■ TASK: You are asked to filter the data below and copy every line holding "PathBuf".
### RECORDS FOR THE TASK
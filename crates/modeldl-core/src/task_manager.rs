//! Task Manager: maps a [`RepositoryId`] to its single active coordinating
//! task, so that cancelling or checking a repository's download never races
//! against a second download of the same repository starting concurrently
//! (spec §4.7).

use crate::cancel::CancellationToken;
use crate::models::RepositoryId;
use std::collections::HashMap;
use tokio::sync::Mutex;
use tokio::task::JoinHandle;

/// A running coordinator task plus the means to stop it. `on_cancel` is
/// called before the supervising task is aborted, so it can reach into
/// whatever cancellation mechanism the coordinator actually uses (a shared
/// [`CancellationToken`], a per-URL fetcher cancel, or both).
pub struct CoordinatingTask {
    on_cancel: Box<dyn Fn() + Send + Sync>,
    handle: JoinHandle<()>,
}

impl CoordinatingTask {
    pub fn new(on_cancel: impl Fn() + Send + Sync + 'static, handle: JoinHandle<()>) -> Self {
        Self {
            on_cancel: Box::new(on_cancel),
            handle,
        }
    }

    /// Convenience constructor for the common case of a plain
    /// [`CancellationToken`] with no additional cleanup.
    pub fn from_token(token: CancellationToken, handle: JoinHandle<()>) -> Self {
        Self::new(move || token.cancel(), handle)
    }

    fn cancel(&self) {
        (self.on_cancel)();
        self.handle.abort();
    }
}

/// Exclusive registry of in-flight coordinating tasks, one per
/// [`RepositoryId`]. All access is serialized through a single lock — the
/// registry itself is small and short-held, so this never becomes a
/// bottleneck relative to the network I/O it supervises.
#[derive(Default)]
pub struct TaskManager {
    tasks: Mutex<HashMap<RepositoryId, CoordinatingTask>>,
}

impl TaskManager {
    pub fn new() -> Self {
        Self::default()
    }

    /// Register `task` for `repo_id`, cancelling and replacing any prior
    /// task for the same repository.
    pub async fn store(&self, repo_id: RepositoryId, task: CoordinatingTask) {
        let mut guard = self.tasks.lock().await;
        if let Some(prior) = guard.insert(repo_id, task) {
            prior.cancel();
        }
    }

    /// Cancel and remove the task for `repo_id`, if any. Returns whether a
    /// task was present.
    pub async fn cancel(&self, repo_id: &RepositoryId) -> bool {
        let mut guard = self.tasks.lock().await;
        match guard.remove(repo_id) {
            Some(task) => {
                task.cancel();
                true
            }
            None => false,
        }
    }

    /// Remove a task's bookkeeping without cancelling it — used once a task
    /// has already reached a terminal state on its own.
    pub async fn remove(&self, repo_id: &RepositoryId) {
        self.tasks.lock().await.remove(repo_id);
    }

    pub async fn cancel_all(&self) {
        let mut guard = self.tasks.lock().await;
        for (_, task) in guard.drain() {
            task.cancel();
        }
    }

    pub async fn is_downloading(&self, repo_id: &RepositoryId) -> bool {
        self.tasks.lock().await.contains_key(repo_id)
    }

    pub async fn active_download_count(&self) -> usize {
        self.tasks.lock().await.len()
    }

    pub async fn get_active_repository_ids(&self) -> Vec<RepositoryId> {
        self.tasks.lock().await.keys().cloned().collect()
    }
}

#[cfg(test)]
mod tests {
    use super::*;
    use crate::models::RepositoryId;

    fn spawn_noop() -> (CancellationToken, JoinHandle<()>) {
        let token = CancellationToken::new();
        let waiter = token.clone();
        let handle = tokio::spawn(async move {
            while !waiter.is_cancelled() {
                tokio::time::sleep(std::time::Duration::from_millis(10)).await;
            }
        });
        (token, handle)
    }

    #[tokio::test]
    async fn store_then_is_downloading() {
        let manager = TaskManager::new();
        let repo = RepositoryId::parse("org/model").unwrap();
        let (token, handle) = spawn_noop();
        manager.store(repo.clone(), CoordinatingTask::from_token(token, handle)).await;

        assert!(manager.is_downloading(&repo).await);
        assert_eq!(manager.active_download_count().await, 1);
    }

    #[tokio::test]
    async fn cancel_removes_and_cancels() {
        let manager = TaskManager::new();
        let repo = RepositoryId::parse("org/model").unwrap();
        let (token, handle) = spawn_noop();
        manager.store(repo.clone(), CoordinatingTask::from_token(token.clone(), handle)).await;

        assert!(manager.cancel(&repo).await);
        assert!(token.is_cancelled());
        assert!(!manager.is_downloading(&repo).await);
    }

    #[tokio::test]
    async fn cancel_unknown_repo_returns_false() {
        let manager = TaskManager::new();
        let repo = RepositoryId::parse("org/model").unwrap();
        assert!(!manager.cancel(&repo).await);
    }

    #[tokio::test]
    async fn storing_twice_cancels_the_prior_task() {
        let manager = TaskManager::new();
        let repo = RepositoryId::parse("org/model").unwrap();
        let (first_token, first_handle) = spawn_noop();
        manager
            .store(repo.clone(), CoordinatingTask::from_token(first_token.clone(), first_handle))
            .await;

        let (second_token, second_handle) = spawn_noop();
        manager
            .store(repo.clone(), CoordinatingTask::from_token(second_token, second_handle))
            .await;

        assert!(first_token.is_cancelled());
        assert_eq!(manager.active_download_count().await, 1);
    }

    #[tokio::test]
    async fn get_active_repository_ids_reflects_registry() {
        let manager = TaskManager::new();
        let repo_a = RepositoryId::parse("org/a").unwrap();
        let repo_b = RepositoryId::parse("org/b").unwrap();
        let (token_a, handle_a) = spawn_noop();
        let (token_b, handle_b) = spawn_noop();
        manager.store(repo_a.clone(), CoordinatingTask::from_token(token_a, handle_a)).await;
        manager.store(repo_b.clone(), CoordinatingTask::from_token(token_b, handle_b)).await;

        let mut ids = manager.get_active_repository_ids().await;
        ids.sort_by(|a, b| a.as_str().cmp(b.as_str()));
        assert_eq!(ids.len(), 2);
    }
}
######
### RECORDS FOR THE TASK
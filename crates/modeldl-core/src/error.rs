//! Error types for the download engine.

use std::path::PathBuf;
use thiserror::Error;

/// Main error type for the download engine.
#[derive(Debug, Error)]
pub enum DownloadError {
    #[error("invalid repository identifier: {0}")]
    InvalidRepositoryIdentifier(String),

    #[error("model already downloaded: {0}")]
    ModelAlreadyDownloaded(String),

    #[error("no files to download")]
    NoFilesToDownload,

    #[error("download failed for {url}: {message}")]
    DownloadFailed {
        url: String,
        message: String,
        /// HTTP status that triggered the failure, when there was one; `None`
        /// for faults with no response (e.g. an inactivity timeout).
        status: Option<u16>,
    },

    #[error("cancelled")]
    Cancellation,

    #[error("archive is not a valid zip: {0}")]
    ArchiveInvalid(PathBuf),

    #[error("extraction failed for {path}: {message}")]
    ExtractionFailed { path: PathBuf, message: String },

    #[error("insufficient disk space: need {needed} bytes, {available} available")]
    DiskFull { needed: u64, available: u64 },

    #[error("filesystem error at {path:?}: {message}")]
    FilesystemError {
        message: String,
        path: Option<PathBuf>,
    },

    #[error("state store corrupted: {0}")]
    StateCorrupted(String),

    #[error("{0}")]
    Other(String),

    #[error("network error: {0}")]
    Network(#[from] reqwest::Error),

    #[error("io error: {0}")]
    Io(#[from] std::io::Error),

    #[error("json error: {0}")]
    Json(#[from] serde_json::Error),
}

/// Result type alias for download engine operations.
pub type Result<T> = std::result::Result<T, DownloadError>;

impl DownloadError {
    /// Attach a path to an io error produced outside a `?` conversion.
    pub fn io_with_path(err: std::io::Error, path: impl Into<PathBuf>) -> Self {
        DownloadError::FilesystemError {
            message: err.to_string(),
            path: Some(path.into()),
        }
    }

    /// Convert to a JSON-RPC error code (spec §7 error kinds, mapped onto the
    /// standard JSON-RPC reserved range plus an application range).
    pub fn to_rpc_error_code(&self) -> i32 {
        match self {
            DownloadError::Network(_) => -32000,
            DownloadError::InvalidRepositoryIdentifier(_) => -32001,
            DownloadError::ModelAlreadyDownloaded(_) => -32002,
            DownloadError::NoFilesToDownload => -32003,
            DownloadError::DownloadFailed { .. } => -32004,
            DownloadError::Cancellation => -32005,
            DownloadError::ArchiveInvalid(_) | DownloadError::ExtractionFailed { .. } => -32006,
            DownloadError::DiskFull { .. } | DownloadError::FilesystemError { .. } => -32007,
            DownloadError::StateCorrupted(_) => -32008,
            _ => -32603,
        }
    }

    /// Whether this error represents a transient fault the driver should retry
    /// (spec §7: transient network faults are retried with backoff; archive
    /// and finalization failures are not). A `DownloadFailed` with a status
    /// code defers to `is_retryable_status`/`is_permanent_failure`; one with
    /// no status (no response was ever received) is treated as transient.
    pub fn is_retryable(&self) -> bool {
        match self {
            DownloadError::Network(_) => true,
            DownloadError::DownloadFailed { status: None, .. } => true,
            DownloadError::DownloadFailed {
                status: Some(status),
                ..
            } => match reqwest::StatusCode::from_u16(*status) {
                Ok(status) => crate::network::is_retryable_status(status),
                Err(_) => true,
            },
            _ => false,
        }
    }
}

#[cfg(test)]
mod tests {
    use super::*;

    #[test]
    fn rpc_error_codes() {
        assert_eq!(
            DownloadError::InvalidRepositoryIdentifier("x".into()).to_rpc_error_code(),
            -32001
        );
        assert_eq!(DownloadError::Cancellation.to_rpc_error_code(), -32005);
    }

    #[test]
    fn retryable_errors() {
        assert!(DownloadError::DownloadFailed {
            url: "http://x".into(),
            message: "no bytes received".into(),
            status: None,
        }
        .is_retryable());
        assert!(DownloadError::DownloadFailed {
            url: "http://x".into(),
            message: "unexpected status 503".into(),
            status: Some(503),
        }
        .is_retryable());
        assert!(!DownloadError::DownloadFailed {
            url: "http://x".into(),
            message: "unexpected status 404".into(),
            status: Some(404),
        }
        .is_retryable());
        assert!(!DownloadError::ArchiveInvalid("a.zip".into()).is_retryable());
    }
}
######
### RECORDS FOR THE TASK
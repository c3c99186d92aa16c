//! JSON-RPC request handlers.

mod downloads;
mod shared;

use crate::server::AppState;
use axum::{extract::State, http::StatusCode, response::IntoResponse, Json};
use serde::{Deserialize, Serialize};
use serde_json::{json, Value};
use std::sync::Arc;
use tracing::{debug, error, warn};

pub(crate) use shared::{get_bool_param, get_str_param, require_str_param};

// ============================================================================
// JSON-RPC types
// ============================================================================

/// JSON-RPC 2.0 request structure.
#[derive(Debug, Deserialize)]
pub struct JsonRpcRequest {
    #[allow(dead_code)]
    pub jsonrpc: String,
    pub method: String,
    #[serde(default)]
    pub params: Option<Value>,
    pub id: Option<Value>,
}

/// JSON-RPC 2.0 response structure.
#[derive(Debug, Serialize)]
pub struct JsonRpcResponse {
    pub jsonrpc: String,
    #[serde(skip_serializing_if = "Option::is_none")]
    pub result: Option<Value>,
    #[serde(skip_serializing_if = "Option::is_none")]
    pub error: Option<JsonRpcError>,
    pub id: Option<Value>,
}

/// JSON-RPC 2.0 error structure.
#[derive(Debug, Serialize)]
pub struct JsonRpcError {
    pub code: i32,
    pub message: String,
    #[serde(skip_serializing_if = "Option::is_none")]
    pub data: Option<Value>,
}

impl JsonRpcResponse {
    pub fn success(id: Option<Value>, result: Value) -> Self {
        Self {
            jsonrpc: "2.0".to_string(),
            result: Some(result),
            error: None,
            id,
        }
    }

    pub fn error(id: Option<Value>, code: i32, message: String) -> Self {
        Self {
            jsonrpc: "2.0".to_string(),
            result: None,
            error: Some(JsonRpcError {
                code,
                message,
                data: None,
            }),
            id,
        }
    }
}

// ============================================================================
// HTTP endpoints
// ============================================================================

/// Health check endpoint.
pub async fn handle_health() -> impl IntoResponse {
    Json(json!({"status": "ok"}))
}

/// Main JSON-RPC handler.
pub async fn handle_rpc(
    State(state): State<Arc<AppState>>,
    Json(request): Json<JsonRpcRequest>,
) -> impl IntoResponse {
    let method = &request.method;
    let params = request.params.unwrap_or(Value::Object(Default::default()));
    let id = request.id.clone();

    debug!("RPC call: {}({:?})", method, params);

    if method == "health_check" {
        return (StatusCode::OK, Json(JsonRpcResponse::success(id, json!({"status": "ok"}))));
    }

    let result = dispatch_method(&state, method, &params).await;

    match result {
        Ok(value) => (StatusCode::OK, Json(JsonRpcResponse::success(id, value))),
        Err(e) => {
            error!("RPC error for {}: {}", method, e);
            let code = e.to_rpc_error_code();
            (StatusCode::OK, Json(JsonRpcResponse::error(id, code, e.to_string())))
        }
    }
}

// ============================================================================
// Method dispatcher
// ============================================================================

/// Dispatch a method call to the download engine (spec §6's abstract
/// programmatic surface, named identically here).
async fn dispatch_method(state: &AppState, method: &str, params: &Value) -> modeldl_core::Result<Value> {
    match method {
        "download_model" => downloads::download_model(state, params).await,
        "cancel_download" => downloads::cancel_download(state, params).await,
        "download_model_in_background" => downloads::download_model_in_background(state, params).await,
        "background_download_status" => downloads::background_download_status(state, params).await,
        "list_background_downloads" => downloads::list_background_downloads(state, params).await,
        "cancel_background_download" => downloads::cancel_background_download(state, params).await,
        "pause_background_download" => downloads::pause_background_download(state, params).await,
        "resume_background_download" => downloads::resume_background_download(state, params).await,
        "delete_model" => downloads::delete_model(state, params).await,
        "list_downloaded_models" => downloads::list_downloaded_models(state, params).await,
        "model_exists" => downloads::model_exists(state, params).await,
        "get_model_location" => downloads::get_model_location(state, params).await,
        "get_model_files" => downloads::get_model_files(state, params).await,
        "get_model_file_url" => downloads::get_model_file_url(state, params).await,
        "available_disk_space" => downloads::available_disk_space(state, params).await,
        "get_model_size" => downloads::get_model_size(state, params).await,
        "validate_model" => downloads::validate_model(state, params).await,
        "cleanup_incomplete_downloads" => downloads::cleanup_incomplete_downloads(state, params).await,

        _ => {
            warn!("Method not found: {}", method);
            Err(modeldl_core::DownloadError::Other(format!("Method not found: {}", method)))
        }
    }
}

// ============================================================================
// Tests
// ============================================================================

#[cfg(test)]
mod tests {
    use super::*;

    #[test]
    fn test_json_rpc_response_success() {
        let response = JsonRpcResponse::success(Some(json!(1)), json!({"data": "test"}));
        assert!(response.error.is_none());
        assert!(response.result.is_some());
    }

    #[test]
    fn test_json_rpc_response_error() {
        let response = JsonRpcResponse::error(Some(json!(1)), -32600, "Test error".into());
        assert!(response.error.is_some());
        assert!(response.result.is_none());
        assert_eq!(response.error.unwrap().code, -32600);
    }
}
######
■ SOLUTION BELOW:
use std::path::PathBuf;
    ArchiveInvalid(PathBuf),
    ExtractionFailed { path: PathBuf, message: String },
        path: Option<PathBuf>,
    pub fn io_with_path(err: std::io::Error, path: impl Into<PathBuf>) -> Self {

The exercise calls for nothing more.